First light brought clear the extent of the overnight explosive eruption at Mount Kelud. Booms from the mountain could be heard 130 kilometres away in Surabaya, the country’s second-largest city, and even further afield in Yogyakarta.

On the outskirts of Yogyakarta, authorities closed Borobudur - the world’s largest Buddhist temple, which attracts hundred of tourists daily - after it was also rained upon with dust from the volcano some 200 kilometres east.

At a temporary shelter in the village of Bladak, roughly 10 kilometres from the volcano’s crater, around 400 displaced people, including children, slept on the floor wearing safety masks.
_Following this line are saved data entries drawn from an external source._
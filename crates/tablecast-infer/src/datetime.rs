//! Date/time format auto-detection.
//!
//! A fixed, ordered list of formats; the first one that parses wins.
//! Ambiguous day/month values follow month-first order, the common
//! convention for auto-detected formats. Parse failure is `None`, never an
//! error.

use chrono::{NaiveDate, NaiveDateTime};

/// Formats carrying both a date and a time-of-day component.
const DATETIME_FORMATS: &[&str] = &[
    "%Y-%m-%dT%H:%M:%S%.f",
    "%Y-%m-%d %H:%M:%S%.f",
    "%Y-%m-%dT%H:%M",
    "%Y-%m-%d %H:%M",
    "%m/%d/%Y %H:%M:%S",
    "%m/%d/%Y %H:%M",
];

/// Date-only formats; parsed values get a midnight time component.
const DATE_FORMATS: &[&str] = &[
    "%Y-%m-%d",
    "%Y/%m/%d",
    "%m/%d/%Y",
    "%m-%d-%Y",
    "%d %b %Y",
    "%d-%b-%Y",
    "%b %d, %Y",
    "%B %d, %Y",
];

/// Attempt to parse a string as a timestamp using format auto-detection.
pub fn parse_timestamp(value: &str) -> Option<NaiveDateTime> {
    let value = value.trim();
    if value.is_empty() {
        return None;
    }
    for format in DATETIME_FORMATS {
        if let Ok(dt) = NaiveDateTime::parse_from_str(value, format) {
            return Some(dt);
        }
    }
    for format in DATE_FORMATS {
        if let Ok(date) = NaiveDate::parse_from_str(value, format) {
            return date.and_hms_opt(0, 0, 0);
        }
    }
    None
}
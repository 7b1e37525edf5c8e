//! Logging infrastructure using `tracing` and `tracing-subscriber`.
//!
//! # Log Levels
//!
//! - `error`: unrecoverable failures
//! - `warn`: non-fatal issues
//! - `info`: per-file progress and table dimensions
//! - `debug`: pipeline pass boundaries
//! - `trace`: per-column classification decisions

use std::fs::OpenOptions;
use std::io::{self, Write};
use std::path::PathBuf;
use std::sync::{Arc, Mutex};

use tracing::level_filters::LevelFilter;
use tracing_subscriber::{
    EnvFilter,
    fmt::{self, MakeWriter},
    layer::SubscriberExt,
    util::SubscriberInitExt,
};

/// Configuration for logging behavior.
#[derive(Debug, Clone)]
pub struct LogConfig {
    /// Maximum level to emit.
    pub level_filter: LevelFilter,
    /// Whether `RUST_LOG` may override the configured level.
    pub use_env_filter: bool,
    /// Whether to include timestamps in log output.
    pub with_timestamps: bool,
    /// Whether to include target (module path) in log output.
    pub with_target: bool,
    /// Whether to use ANSI colors in output.
    pub with_ansi: bool,
    /// Output format: pretty, compact, or json.
    pub format: LogFormat,
    /// Optional log file path. When set, logs are written to the file.
    pub log_file: Option<PathBuf>,
}

impl Default for LogConfig {
    fn default() -> Self {
        Self {
            level_filter: LevelFilter::WARN,
            use_env_filter: true,
            with_timestamps: false,
            with_target: false,
            with_ansi: true,
            format: LogFormat::default(),
            log_file: None,
        }
    }
}

/// Log output format.
#[derive(Debug, Clone, Copy, Default, PartialEq, Eq)]
pub enum LogFormat {
    /// Human-readable pretty format with colors.
    #[default]
    Pretty,
    /// Compact single-line format.
    Compact,
    /// JSON format for machine parsing.
    Json,
}

/// Initialize the global tracing subscriber with the given configuration.
///
/// # Errors
///
/// Returns an error if the log file cannot be opened.
///
/// # Panics
///
/// Panics if called more than once.
pub fn init_logging(config: &LogConfig) -> io::Result<()> {
    if let Some(path) = &config.log_file {
        let file = OpenOptions::new().create(true).append(true).open(path)?;
        init_logging_with_writer(config, SharedFileWriter::new(file));
    } else {
        init_logging_with_writer(config, io::stderr);
    }
    Ok(())
}

/// Initialize logging with a custom writer (useful for testing).
pub fn init_logging_with_writer<W>(config: &LogConfig, writer: W)
where
    W: for<'writer> MakeWriter<'writer> + Send + Sync + 'static,
{
    let filter = build_env_filter(config.level_filter, config.use_env_filter);

    match config.format {
        LogFormat::Json => {
            let layer = fmt::layer()
                .json()
                .with_writer(writer)
                .with_target(config.with_target);
            tracing_subscriber::registry()
                .with(filter)
                .with(layer)
                .init();
        }
        LogFormat::Compact => {
            let layer = fmt::layer()
                .compact()
                .with_writer(writer)
                .with_ansi(config.with_ansi)
                .with_target(config.with_target);
            if config.with_timestamps {
                tracing_subscriber::registry()
                    .with(filter)
                    .with(layer)
                    .init();
            } else {
                tracing_subscriber::registry()
                    .with(filter)
                    .with(layer.without_time())
                    .init();
            }
        }
        LogFormat::Pretty => {
            let layer = fmt::layer()
                .with_writer(writer)
                .with_ansi(config.with_ansi)
                .with_target(config.with_target);
            if config.with_timestamps {
                tracing_subscriber::registry()
                    .with(filter)
                    .with(layer)
                    .init();
            } else {
                tracing_subscriber::registry()
                    .with(filter)
                    .with(layer.without_time())
                    .init();
            }
        }
    }
}

#[derive(Clone)]
struct SharedFileWriter {
    file: Arc<Mutex<std::fs::File>>,
}

impl SharedFileWriter {
    fn new(file: std::fs::File) -> Self {
        Self {
            file: Arc::new(Mutex::new(file)),
        }
    }
}

struct SharedFileGuard {
    file: Arc<Mutex<std::fs::File>>,
}

impl Write for SharedFileGuard {
    fn write(&mut self, buf: &[u8]) -> io::Result<usize> {
        let mut guard = self
            .file
            .lock()
            .map_err(|_| io::Error::other("log file lock poisoned"))?;
        guard.write(buf)
    }

    fn flush(&mut self) -> io::Result<()> {
        let mut guard = self
            .file
            .lock()
            .map_err(|_| io::Error::other("log file lock poisoned"))?;
        guard.flush()
    }
}

impl<'a> MakeWriter<'a> for SharedFileWriter {
    type Writer = SharedFileGuard;

    fn make_writer(&'a self) -> Self::Writer {
        SharedFileGuard {
            file: Arc::clone(&self.file),
        }
    }
}

/// Build an `EnvFilter` from the given level, optionally respecting the
/// `RUST_LOG` env var.
fn build_env_filter(level_filter: LevelFilter, use_env: bool) -> EnvFilter {
    let level = level_str(level_filter);
    let default_directives = format!(
        "{level},tablecast_cli={level},tablecast_infer={level},\
         tablecast_ingest={level},tablecast_model={level}"
    );
    if use_env {
        EnvFilter::try_from_default_env().unwrap_or_else(|_| EnvFilter::new(default_directives))
    } else {
        EnvFilter::new(default_directives)
    }
}

fn level_str(level_filter: LevelFilter) -> String {
    // EnvFilter directives are case-insensitive, so the Display form works.
    level_filter.to_string().to_lowercase()
}
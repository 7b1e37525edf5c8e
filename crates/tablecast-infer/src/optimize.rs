//! Storage width optimization, the post-classification pass.
//!
//! Narrows every column to the smallest representation that holds its
//! values without loss, inside the semantic type family assigned by the
//! classifier. Never reassigns a column across families and keeps every
//! variant nullable. Running the pass twice is a fixed point.

use tracing::trace;

use tablecast_model::{ColumnData, TypedColumn, TypedTable};

use crate::numeric::{narrow_float_width, narrow_int_width};

/// Narrow storage widths across the whole table.
pub fn optimize(table: TypedTable) -> TypedTable {
    table.map_columns(optimize_column)
}

fn optimize_column(column: TypedColumn) -> TypedColumn {
    let TypedColumn { name, data } = column;
    let data = match data {
        ColumnData::Int(width, values) => {
            let narrowed = narrow_int_width(&values, width);
            if narrowed != width {
                trace!(column = %name, from = ?width, to = ?narrowed, "narrowed integer width");
            }
            ColumnData::Int(narrowed, values)
        }
        ColumnData::Float(width, values) => {
            let narrowed = narrow_float_width(&values, width);
            if narrowed != width {
                trace!(column = %name, from = ?width, to = ?narrowed, "narrowed float width");
            }
            ColumnData::Float(narrowed, values)
        }
        other => other,
    };
    TypedColumn { name, data }
}
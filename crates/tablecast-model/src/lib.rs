//! Data model for tablecast.
//!
//! Two table representations flow through the system: [`RawTable`], the
//! decoded-but-untyped form a file reader produces, and [`TypedTable`], the
//! schema-inferred form the classifier produces. Both are ordered sequences
//! of row-aligned named columns; the missing marker is `RawCell::Missing`
//! on the way in and `None` inside typed storage on the way out.

pub mod cell;
pub mod column;
pub mod error;
pub mod table;
pub mod types;

pub use cell::{RawCell, RawKind};
pub use column::{ColumnData, TypedColumn, TypedTable};
pub use error::{ModelError, Result};
pub use table::{RawColumn, RawTable};
pub use types::{FloatWidth, IntWidth, SemanticType};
The Centre for Volcanology and Geological Hazard Mitigation said there was little chance of another eruption as powerful as Thursday night’s, but tremors around the volcano could still be felt on Friday as volcanic materials continued to blanket the rooftops of entire villages.

Communities within the affected 15-kilometre radius began clearing piles of grey ash as high as 5cm from roads, Nugroho said.

The National Search and Rescue Agency warned residents not to return home as lava was still flowing through some villages, while sulphur was lingering in the air in others.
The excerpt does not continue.